American chain of spas

Blissworld, LLC., commonly referred to as Bliss, is a multi-channel spa and retail product company headquartered in New York City. The company retails its own line of bath, body and skincare products through its Bliss website, Bliss spa stores and at retailers including Walgreens, Amazon, Ulta, and Walmart.

==History==
Bliss spa was founded in 1996 by Marcia Kilgore, a Saskatchewan native who moved to Manhattan in 1987 to attend Columbia University. During college, she became a personal trainer to make money. Soon after she decided to go to esthetician school, largely because she had personally suffered from acne since her preteen years. She began giving facials to her friends out of her East Village apartment. She opened her first single-room office in New York’s Soho district in 1991, followed by the opening of a three-room mini-spa called Let’s Face It! in June 1993. To accommodate increasing demand, Kilgore opened the first Bliss Spa in SoHo in July 1996.

In March 1999, the luxury products group, LVMH (Moët Hennessy Louis Vuitton), acquired a majority stake in Bliss spa for a reported $30 million. It was LVMH’s first North American acquisition, and a break with their previous strategy of pursuing European prestige brands. In December 1999, LVMH opened a second location, Bliss 57 on East 57th Street.

Two years later, in November 2001, Bliss opened its first international spa, Bliss London.

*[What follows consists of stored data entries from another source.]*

// SPDX-License-Identifier: MIT OR Apache-2.0
//! Bidirectional translation between the editable graph and the
//! document tree.
//!
//! Both directions are best-effort: items that cannot be expressed on
//! the other side (unresolvable definitions, dangling peers) are logged
//! and skipped, never propagated as errors. The graph side is built into
//! a scratch graph, so a fatal error leaves the caller's state alone.

mod from_document;
mod to_document;

use std::path::PathBuf;

use crate::defs::DefinitionIndex;

/// Positions persist scaled down, as freeform `xpos`/`ypos` attributes.
pub(crate) const POSITION_SCALE: f32 = 0.01;

/// Name of the synthetic wrapper nodegraph used by the abstraction pass.
pub const MAIN_NODEGRAPH: &str = "NG_main";

/// Knobs of a translation run.
#[derive(Debug, Clone)]
pub struct TranslationOptions {
    /// Wrap top-level non-shader nodes into a [`MAIN_NODEGRAPH`]
    /// nodegraph on export. Skipped when the graph already contains a
    /// group node.
    pub nodegraph_abstraction: bool,
    /// Base directory against which relative filename values are
    /// absolutized on import.
    pub base_dir: Option<PathBuf>,
}

impl Default for TranslationOptions {
    fn default() -> Self {
        Self {
            nodegraph_abstraction: true,
            base_dir: None,
        }
    }
}

/// Fatal translation failure.
#[derive(Debug, thiserror::Error)]
pub enum TranslateError {
    /// No definitions are loaded, so no document node can be resolved
    #[error("cannot translate a document without loaded node definitions")]
    EmptyIndex,
}

/// Translates between [`crate::graph::NodeGraph`] and
/// [`matforge_mtlx::Document`].
#[derive(Debug, Clone, Copy)]
pub struct DocumentTranslator<'a> {
    pub(crate) index: &'a DefinitionIndex,
    pub(crate) options: &'a TranslationOptions,
}

impl<'a> DocumentTranslator<'a> {
    /// Create a translator over the given index and options.
    pub fn new(index: &'a DefinitionIndex, options: &'a TranslationOptions) -> Self {
        Self { index, options }
    }
}
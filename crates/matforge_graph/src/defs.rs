// SPDX-License-Identifier: MIT OR Apache-2.0
//! The typed node-definition index.
//!
//! Definitions loaded from libraries are indexed twice: by semantic
//! group (for palette menus) and flat by category (for variant lookup).
//! Definitions sharing a category are variants of one conceptual node,
//! keyed by [`NodeDef::variant_key`].

use std::path::PathBuf;
use std::sync::Arc;

use indexmap::IndexMap;
use matforge_mtlx::library::{load_library, LibraryError};
use matforge_mtlx::{DocNode, NodeDef, ValueType};
use tracing::{debug, warn};

use crate::node::PolymorphicNode;

/// Variant table of one category: variant key to definition.
pub type VariantTable = IndexMap<String, Arc<NodeDef>>;

/// Index of all loaded node definitions.
///
/// Owned by the session that loaded it; nothing here is global. Loading
/// is idempotent per definition name, so re-running [`DefinitionIndex::load`]
/// over overlapping libraries is safe.
#[derive(Debug, Default)]
pub struct DefinitionIndex {
    /// group -> category -> variant key -> definition
    groups: IndexMap<String, IndexMap<String, VariantTable>>,
    /// category -> variant key -> definition
    categories: IndexMap<String, VariantTable>,
    /// Definition names already indexed
    loaded: Vec<String>,
}

impl DefinitionIndex {
    /// Create an empty index.
    pub fn new() -> Self {
        Self::default()
    }

    /// Load every definition found under the given search paths into the
    /// index, returning the definitions that were newly added.
    pub fn load(
        &mut self,
        search_paths: &[PathBuf],
        library_folders: &[String],
    ) -> Result<Vec<Arc<NodeDef>>, LibraryError> {
        let mut added = Vec::new();
        for path in search_paths {
            for def in load_library(path, library_folders)? {
                if self.loaded.iter().any(|name| *name == def.name) {
                    continue;
                }
                let def = Arc::new(def);
                self.insert(Arc::clone(&def));
                added.push(def);
            }
        }
        debug!(added = added.len(), total = self.loaded.len(), "indexed node definitions");
        Ok(added)
    }

    /// Register a definition directly, bypassing library files. Later
    /// registrations win variant-key collisions, as with [`Self::load`].
    pub fn add_definition(&mut self, def: Arc<NodeDef>) {
        if self.loaded.iter().any(|name| *name == def.name) {
            return;
        }
        self.insert(def);
    }

    fn insert(&mut self, def: Arc<NodeDef>) {
        let variant = def.variant_key();

        let by_category = self.categories.entry(def.category.clone()).or_default();
        if by_category.contains_key(&variant) {
            // Last definition wins, matching library load order.
            warn!(
                category = %def.category,
                variant = %variant,
                def = %def.name,
                "variant key collision, replacing earlier definition"
            );
        }
        by_category.insert(variant.clone(), Arc::clone(&def));

        self.groups
            .entry(def.node_group.clone())
            .or_default()
            .entry(def.category.clone())
            .or_default()
            .insert(variant, Arc::clone(&def));

        self.loaded.push(def.name.clone());
    }

    /// Drop every indexed definition.
    pub fn unload(&mut self) {
        self.groups.clear();
        self.categories.clear();
        self.loaded.clear();
    }

    /// Whether any definitions are loaded.
    pub fn is_empty(&self) -> bool {
        self.loaded.is_empty()
    }

    /// Semantic groups, in load order.
    pub fn groups(&self) -> impl Iterator<Item = (&str, &IndexMap<String, VariantTable>)> {
        self.groups.iter().map(|(k, v)| (k.as_str(), v))
    }

    /// The variant table of a category.
    pub fn variants(&self, category: &str) -> Option<&VariantTable> {
        self.categories.get(category)
    }

    /// Look up a definition by category, and variant key when given.
    /// Without a variant key the first variant of the category is returned.
    pub fn definition(&self, category: &str, variant: Option<&str>) -> Option<&Arc<NodeDef>> {
        let table = self.categories.get(category)?;
        match variant {
            Some(key) => table.get(key),
            None => table.first().map(|(_, def)| def),
        }
    }

    /// Instantiate a node of the given category, on the given variant
    /// (or the category's first variant).
    pub fn create_node(&self, category: &str, variant: Option<&str>) -> Option<PolymorphicNode> {
        let table = self.categories.get(category)?;
        let current = match variant {
            Some(key) if table.contains_key(key) => key.to_string(),
            Some(key) => {
                warn!(category, variant = key, "unknown variant, node not created");
                return None;
            }
            None => table.first()?.0.clone(),
        };
        Some(PolymorphicNode::new(category, table.clone(), current))
    }

    /// Resolve which variant of `category` a document node was written
    /// against.
    ///
    /// Resolution order: structural match of the node's declared inputs
    /// against each variant's input signature (name and type must agree;
    /// ties break to the lexicographically smallest variant key), then the
    /// variant key equal to the node's declared type name, then the variant
    /// key equal to the category itself.
    pub fn resolve_variant(&self, category: &str, node: &DocNode) -> Option<String> {
        let table = self.categories.get(category)?;

        if !node.inputs.is_empty() {
            let mut candidates: Vec<&str> = table
                .iter()
                .filter(|(_, def)| signature_matches(node, def))
                .map(|(key, _)| key.as_str())
                .collect();
            candidates.sort_unstable();
            if let Some(key) = candidates.first() {
                return Some((*key).to_string());
            }
        }

        let ty_name = node.ty.name();
        if table.contains_key(ty_name) {
            return Some(ty_name.to_string());
        }
        if table.contains_key(category) {
            return Some(category.to_string());
        }

        warn!(category, node = %node.name, "no variant matches the document node");
        None
    }
}

/// Whether every declared input of the document node exists on the
/// definition with the same type. Outputs must agree too, unless the
/// document node's type is multioutput.
fn signature_matches(node: &DocNode, def: &NodeDef) -> bool {
    let inputs_match = node.inputs.values().all(|input| {
        def.input(&input.name)
            .is_some_and(|decl| decl.ty == input.ty)
    });
    let output_matches = node.ty == ValueType::MultiOutput || def.node_type() == node.ty;
    inputs_match && output_matches
}

#[cfg(test)]
mod tests {
    use super::*;
    use matforge_mtlx::{DefInput, DefOutput, DocInput, Value};

    fn constant(ty: ValueType) -> NodeDef {
        let mut def = NodeDef::new(format!("ND_constant_{}", ty.name()), "constant");
        def.inputs
            .push(DefInput::new("value", ty.clone()).with_default(Value::default_for(&ty)));
        def.outputs.push(DefOutput::new("out", ty));
        def
    }

    fn index_with_constants() -> DefinitionIndex {
        let mut index = DefinitionIndex::new();
        index.insert(Arc::new(constant(ValueType::Float)));
        index.insert(Arc::new(constant(ValueType::Color3)));
        index
    }

    #[test]
    fn variants_are_keyed_by_type_suffix() {
        let index = index_with_constants();
        let table = index.variants("constant").unwrap();
        assert_eq!(table.keys().collect::<Vec<_>>(), ["float", "color3"]);
    }

    #[test]
    fn create_node_defaults_to_first_variant() {
        let index = index_with_constants();
        let node = index.create_node("constant", None).unwrap();
        assert_eq!(node.current_variant(), "float");
        let node = index.create_node("constant", Some("color3")).unwrap();
        assert_eq!(node.current_variant(), "color3");
        assert!(index.create_node("constant", Some("matrix33")).is_none());
    }

    #[test]
    fn resolve_variant_prefers_structural_match() {
        let index = index_with_constants();
        let mut node = DocNode::new("c1", "constant", ValueType::Color3);
        node.add_input(DocInput::new("value", ValueType::Color3));
        assert_eq!(index.resolve_variant("constant", &node), Some("color3".into()));
    }

    #[test]
    fn resolve_variant_falls_back_to_type_name() {
        let index = index_with_constants();
        let node = DocNode::new("c1", "constant", ValueType::Float);
        assert_eq!(index.resolve_variant("constant", &node), Some("float".into()));
    }

    #[test]
    fn duplicate_definition_names_load_once() {
        let mut index = DefinitionIndex::new();
        index.insert(Arc::new(constant(ValueType::Float)));
        let before = index.variants("constant").unwrap().len();
        // Same name re-inserted through load() is skipped; direct insert
        // exercises the collision path instead.
        index.insert(Arc::new(constant(ValueType::Float)));
        assert_eq!(index.variants("constant").unwrap().len(), before);
    }
}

The next year the company launched its first QuickBliss spa service station at Harvey Nichols Knightsbridge in London, offering an abbreviated menu of fast facials, waxing and nail services.

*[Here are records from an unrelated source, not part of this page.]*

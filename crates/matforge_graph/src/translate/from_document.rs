// SPDX-License-Identifier: MIT OR Apache-2.0
//! Document to graph translation.

use std::path::Path;

use indexmap::IndexMap;
use matforge_mtlx::document::{ATTR_XPOS, ATTR_YPOS};
use matforge_mtlx::{DocInput, DocNode, DocNodeGraph, Document, InputBinding, Value, ValueType};
use tracing::{debug, warn};

use crate::boundary::BoundaryKind;
use crate::graph::{GraphNode, NodeGraph, NodeId};
use crate::group::GroupNode;
use crate::layout::auto_layout;
use crate::node::PolymorphicNode;
use crate::translate::{DocumentTranslator, TranslateError, POSITION_SCALE};

impl DocumentTranslator<'_> {
    /// Build a graph from a document.
    ///
    /// Best-effort: nodes whose definition cannot be resolved and
    /// connections whose peer is missing are logged and skipped. The
    /// graph is built from scratch, so a fatal error leaves the caller's
    /// state untouched. Graphs without persisted positions are laid out
    /// on the fallback grid.
    pub fn document_to_graph(&self, doc: &Document) -> Result<NodeGraph, TranslateError> {
        if self.index.is_empty() {
            return Err(TranslateError::EmptyIndex);
        }

        let mut graph = NodeGraph::new("root");
        let mut ids: IndexMap<String, NodeId> = IndexMap::new();
        let mut had_positions = false;

        for dn in doc.nodes.values() {
            let Some(node) = self.import_node(dn, &mut had_positions) else {
                continue;
            };
            let id = graph.add_node(GraphNode::Polymorphic(node));
            ids.insert(dn.name.clone(), id);
        }
        for ng in doc.nodegraphs.values() {
            let group = self.import_group(ng, &mut had_positions);
            let id = graph.add_node(GraphNode::Group(group));
            ids.insert(ng.name.clone(), id);
        }

        for dn in doc.nodes.values() {
            let Some(&to) = ids.get(&dn.name) else {
                continue;
            };
            for input in dn.inputs.values() {
                self.import_root_binding(&mut graph, &ids, to, &dn.name, input);
            }
        }
        // interface inputs of a nodegraph can be fed from the root too
        for ng in doc.nodegraphs.values() {
            let Some(&to) = ids.get(&ng.name) else {
                continue;
            };
            for input in ng.inputs.values() {
                self.import_root_binding(&mut graph, &ids, to, &ng.name, input);
            }
        }

        if !had_positions {
            auto_layout(&mut graph);
        }
        debug!(nodes = graph.len(), connections = graph.connections().len(), "document imported");
        Ok(graph)
    }

    fn import_root_binding(
        &self,
        graph: &mut NodeGraph,
        ids: &IndexMap<String, NodeId>,
        to: NodeId,
        to_name: &str,
        input: &DocInput,
    ) {
        match &input.binding {
            None => {}
            Some(InputBinding::Node { node, output }) => {
                let Some(&from) = ids.get(node) else {
                    warn!(node = to_name, peer = %node, "connection peer missing, input left unconnected");
                    return;
                };
                let Some(from_port) =
                    graph.node(from).and_then(|n| source_port(n, output.as_deref()))
                else {
                    return;
                };
                connect_logged(graph, from, &from_port, to, &input.name);
            }
            Some(InputBinding::NodeGraphOutput { nodegraph, output }) => {
                let Some(&from) = ids.get(nodegraph) else {
                    warn!(node = to_name, peer = %nodegraph, "nodegraph peer missing, input left unconnected");
                    return;
                };
                connect_logged(graph, from, output, to, &input.name);
            }
            Some(InputBinding::InterfaceName(name)) => {
                warn!(node = to_name, interface = %name, "interface-name binding outside a nodegraph ignored");
            }
        }
    }

    /// Resolve a document node against the index and build its graph
    /// node: variant by structural match, values into the property bag,
    /// positions unscaled.
    fn import_node(&self, dn: &DocNode, had_positions: &mut bool) -> Option<PolymorphicNode> {
        let variant = match self.index.resolve_variant(&dn.category, dn) {
            Some(variant) => variant,
            None => {
                let fallback = self
                    .index
                    .variants(&dn.category)
                    .and_then(|table| table.first().map(|(key, _)| key.clone()));
                match fallback {
                    Some(variant) => {
                        warn!(
                            node = %dn.name,
                            category = %dn.category,
                            variant = %variant,
                            "no variant matches, falling back to the first"
                        );
                        variant
                    }
                    None => {
                        warn!(node = %dn.name, category = %dn.category, "unknown category, node skipped");
                        return None;
                    }
                }
            }
        };

        let mut node = self.index.create_node(&dn.category, Some(&variant))?;
        node.name = dn.name.clone();
        if let Some(pos) = dn.position_attrs() {
            node.position = [pos[0] / POSITION_SCALE, pos[1] / POSITION_SCALE];
            *had_positions = true;
        }
        for input in dn.inputs.values() {
            let Some(value) = &input.value else {
                continue;
            };
            node.set_property(&input.name, self.absolutize(&input.ty, value.clone()));
        }
        Some(node)
    }

    /// Build a group node from a nested nodegraph: declared interface
    /// inputs become external ports, declared outputs become output-proxy
    /// ports, interface-name bindings route through the input proxy.
    fn import_group(&self, ng: &DocNodeGraph, root_had_positions: &mut bool) -> GroupNode {
        let mut group = GroupNode::new(ng.name.clone());
        let x = ng.attributes.get(ATTR_XPOS).and_then(|v| v.parse::<f32>().ok());
        let y = ng.attributes.get(ATTR_YPOS).and_then(|v| v.parse::<f32>().ok());
        if let (Some(x), Some(y)) = (x, y) {
            group.position = [x / POSITION_SCALE, y / POSITION_SCALE];
            *root_had_positions = true;
        }

        for input in ng.inputs.values() {
            let value = input
                .value
                .as_ref()
                .map(|v| self.absolutize(&input.ty, v.clone()));
            group.declare_input(&input.name, input.ty.clone(), value);
        }

        group.edit(|sub| {
            let mut ids: IndexMap<String, NodeId> = IndexMap::new();
            let mut had_positions = false;

            for dn in ng.nodes.values() {
                let Some(node) = self.import_node(dn, &mut had_positions) else {
                    continue;
                };
                let id = sub.add_node(GraphNode::Polymorphic(node));
                ids.insert(dn.name.clone(), id);
            }

            if let Some((out_proxy, _)) = sub.boundary(BoundaryKind::Output) {
                for out in ng.outputs.values() {
                    if let Some(GraphNode::Boundary(proxy)) = sub.node_mut(out_proxy) {
                        proxy.add_named_port(&out.name, out.ty.clone());
                    }
                    let Some(src_name) = &out.connected_node else {
                        continue;
                    };
                    let Some(&from) = ids.get(src_name) else {
                        warn!(
                            nodegraph = %ng.name,
                            output = %out.name,
                            peer = %src_name,
                            "output source missing, output left unconnected"
                        );
                        continue;
                    };
                    let Some(from_port) = sub.node(from).and_then(|n| source_port(n, None)) else {
                        continue;
                    };
                    connect_logged(sub, from, &from_port, out_proxy, &out.name);
                }
            }

            let in_proxy = sub.boundary(BoundaryKind::Input).map(|(id, _)| id);
            for dn in ng.nodes.values() {
                let Some(&to) = ids.get(&dn.name) else {
                    continue;
                };
                for input in dn.inputs.values() {
                    match &input.binding {
                        None => {}
                        Some(InputBinding::Node { node, output }) => {
                            let Some(&from) = ids.get(node) else {
                                warn!(node = %dn.name, peer = %node, "connection peer missing, input left unconnected");
                                continue;
                            };
                            let Some(from_port) =
                                sub.node(from).and_then(|n| source_port(n, output.as_deref()))
                            else {
                                continue;
                            };
                            connect_logged(sub, from, &from_port, to, &input.name);
                        }
                        Some(InputBinding::InterfaceName(name)) => {
                            let Some(in_proxy) = in_proxy else {
                                continue;
                            };
                            connect_logged(sub, in_proxy, name, to, &input.name);
                        }
                        Some(InputBinding::NodeGraphOutput { nodegraph, .. }) => {
                            warn!(
                                node = %dn.name,
                                peer = %nodegraph,
                                "nodegraph-output binding inside a nodegraph is not supported"
                            );
                        }
                    }
                }
            }

            if !had_positions {
                auto_layout(sub);
            }
        });
        group
    }

    /// Join relative filename values onto the configured base directory.
    fn absolutize(&self, ty: &ValueType, value: Value) -> Value {
        if *ty != ValueType::Filename {
            return value;
        }
        let Some(base) = &self.options.base_dir else {
            return value;
        };
        match value {
            Value::String(path) if !path.is_empty() && Path::new(&path).is_relative() => {
                Value::String(base.join(&path).to_string_lossy().into_owned())
            }
            other => other,
        }
    }
}

/// The port a document binding reads from: the named output when given,
/// else the peer's single (first) output.
fn source_port(node: &GraphNode, output: Option<&str>) -> Option<String> {
    if let Some(name) = output {
        return Some(name.to_string());
    }
    match node {
        GraphNode::Polymorphic(n) => n.outputs().first().map(|p| p.name.clone()),
        GraphNode::Group(g) => g.outputs().first().map(|p| p.name.clone()),
        GraphNode::Boundary(_) => None,
    }
}

fn connect_logged(graph: &mut NodeGraph, from: NodeId, from_port: &str, to: NodeId, to_port: &str) {
    if let Err(err) = graph.connect(from, from_port, to, to_port) {
        warn!(%err, from = from_port, to = to_port, "connection could not be restored");
    }
}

In January 2004, Starwood acquired Bliss spa from LVMH for $25 million. As part of the acquisition, Starwood launched Bliss Spas in several of its W Hotels in an effort to move its W hotel brand into the resort business. The first to be opened, that same year, was Bliss 49 in the W New York Union Square. During the next two years spas were opened in the company's hotels in San Francisco, Chicago, Los Angeles, and Dallas.

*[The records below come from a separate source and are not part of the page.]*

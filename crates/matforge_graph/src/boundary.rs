// SPDX-License-Identifier: MIT OR Apache-2.0
//! Interface boundary nodes of a subgraph.
//!
//! Each subgraph session contains one input proxy and one output proxy.
//! A proxy carries the named interface ports plus one trailing
//! placeholder port; connecting to the placeholder grows a new named
//! port, keeping the placeholder last.

use matforge_mtlx::ValueType;
use serde::{Deserialize, Serialize};

use crate::port::Port;

/// Placeholder port name on the input proxy.
pub const NEXT_INPUT: &str = "Next Input";
/// Placeholder port name on the output proxy.
pub const NEXT_OUTPUT: &str = "Next Output";

/// Which side of the subgraph interface a proxy represents.
#[derive(Debug, Clone, Copy, PartialEq, Eq, Serialize, Deserialize)]
pub enum BoundaryKind {
    /// Forwards the enclosing node's external inputs inward
    Input,
    /// Collects internal results into the enclosing node's outputs
    Output,
}

impl BoundaryKind {
    /// The placeholder port name for this side.
    pub fn placeholder(self) -> &'static str {
        match self {
            Self::Input => NEXT_INPUT,
            Self::Output => NEXT_OUTPUT,
        }
    }

    fn prefix(self) -> &'static str {
        match self {
            Self::Input => "in",
            Self::Output => "out",
        }
    }
}

/// An interface proxy node inside a subgraph session.
///
/// The input proxy exposes interface ports as outputs (feeding internal
/// nodes); the output proxy exposes them as inputs. Named ports mirror
/// the enclosing group node's external ports one to one.
#[derive(Debug, Clone)]
pub struct BoundaryNode {
    /// Display name inside the subgraph
    pub name: String,
    /// Editor position
    pub position: [f32; 2],
    kind: BoundaryKind,
    ports: Vec<Port>,
}

impl BoundaryNode {
    /// Create a proxy with only the placeholder port.
    pub fn new(kind: BoundaryKind) -> Self {
        let placeholder = match kind {
            BoundaryKind::Input => Port::output(kind.placeholder(), ValueType::Custom(String::new())),
            BoundaryKind::Output => Port::input(kind.placeholder(), ValueType::Custom(String::new())),
        };
        Self {
            name: match kind {
                BoundaryKind::Input => "Inputs".to_string(),
                BoundaryKind::Output => "Outputs".to_string(),
            },
            position: [0.0, 0.0],
            kind,
            ports: vec![placeholder],
        }
    }

    /// Which side this proxy represents.
    pub fn kind(&self) -> BoundaryKind {
        self.kind
    }

    /// All ports, named ports first, placeholder last.
    pub fn ports(&self) -> &[Port] {
        &self.ports
    }

    /// The named interface ports, excluding the placeholder.
    pub fn named_ports(&self) -> &[Port] {
        &self.ports[..self.ports.len() - 1]
    }

    /// Whether the given port name is this proxy's placeholder.
    pub fn is_placeholder(&self, port: &str) -> bool {
        port == self.kind.placeholder()
    }

    /// The type of a named port, `None` for the untyped placeholder.
    pub fn port_type(&self, name: &str) -> Option<&ValueType> {
        if self.is_placeholder(name) {
            return None;
        }
        self.ports.iter().find(|p| p.name == name).map(|p| &p.ty)
    }

    /// Grow a new named port for a connection from `peer_name`, keeping
    /// the placeholder last. Returns the new port's name.
    ///
    /// Names follow `in_<peer>` / `out_<peer>`, with a numeric suffix on
    /// collision.
    pub fn grow(&mut self, peer_name: &str, ty: ValueType) -> String {
        let base = format!("{}_{peer_name}", self.kind.prefix());
        let mut name = base.clone();
        let mut counter = 1;
        while self.ports.iter().any(|p| p.name == name) {
            name = format!("{base}_{counter}");
            counter += 1;
        }

        let port = match self.kind {
            BoundaryKind::Input => Port::output(&name, ty),
            BoundaryKind::Output => Port::input(&name, ty),
        };
        let placeholder_index = self.ports.len() - 1;
        self.ports.insert(placeholder_index, port);
        name
    }

    /// Add a named port with an explicit name, keeping the placeholder
    /// last. Used when rebuilding a subgraph from a document.
    pub fn add_named_port(&mut self, name: impl Into<String>, ty: ValueType) {
        let name = name.into();
        if self.ports.iter().any(|p| p.name == name) {
            return;
        }
        let port = match self.kind {
            BoundaryKind::Input => Port::output(name, ty),
            BoundaryKind::Output => Port::input(name, ty),
        };
        let placeholder_index = self.ports.len() - 1;
        self.ports.insert(placeholder_index, port);
    }

    /// Remove a named port. The placeholder cannot be removed.
    pub fn remove_port(&mut self, name: &str) -> bool {
        if self.is_placeholder(name) {
            return false;
        }
        let before = self.ports.len();
        self.ports.retain(|p| p.name != name);
        self.ports.len() != before
    }
}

In April 2006, JetBlue Airways partnered with Bliss spa, in an effort to fill seats in competitive transcontinental markets. Bliss amenity kits were distributed to passengers on overnight flights between Western states and the East Coast for a one-year period. The Bliss World brand began in 2006 with products in-store at Target, Walmart, CVS, Walgreens and a retail site. Bliss continued to expand within the hotel chain, opening in Atlanta, Scottsdale and Hong Kong in 2008, a second Atlanta location, Doha, Hoboken, and Ft. Lauderdale in 2009, and St. Petersburg in 2011. In January 2010, Steiner Leisure Limited completed its $100 million acquisition of Bliss from Starwood. Bliss became a B-certified corporation in May 2021. This made Bliss World the first skincare brand sold on a mass production scale to receive a B Corp Certification. In 2023 AS Beauty Group acquired Bliss.

==Brand==
Bliss spa is often credited for starting the mid 1990s spa boom. Its products and services are market with humorous names and slogans, and by a playful "Blissgirl" character illustration which appears on products, catalogs and the company website. She is normally seen dressed in a signature white towel and Bliss’ Softening Socks and Glamour Gloves.

Blissgirl

Advertised as "the young, modern antithesis to stuffy, intimidating spas", the spas include rhythm & blues music, a brownie buffet, and "movie-while-you-manicure" nail stations. The spa has attracted celebrity clientele including Oprah Winfrey, Julia Roberts, Uma Thurman, Jennifer Lopez and Madonna.

==Products==
Bliss began to sell a line of beauty and health products in 2006, many of which are meant to allow customers to recreate the spa experience at home. The products include hair care, body care and skincare.

==Awards==
- Spa Finder Best Brand 2007
- Conde Nast Traveler Hot List 2006 - Bliss San Francisco and Hot List 2007 - Bliss Los Angeles
- Allure Best Body Scrub - Super Minty Soap n’ Scrub and Best Hotel Day Spa - Bliss 49
- InStyle Magazine Best Beauty Buy 2007 - Baggage Handler
- 2023 Alure Best of Beauty Awards - Best Steals: Body, Cloud 9 Body Lotion
- 2023 Oprah Daily Editor's Choice Award - Best Cellulite Cream, Fabgirl Firm Skin Tightening Body Cream.
- 2023 Women's Health - At-Home Waxing Kit choice, Poetic Wax Kit.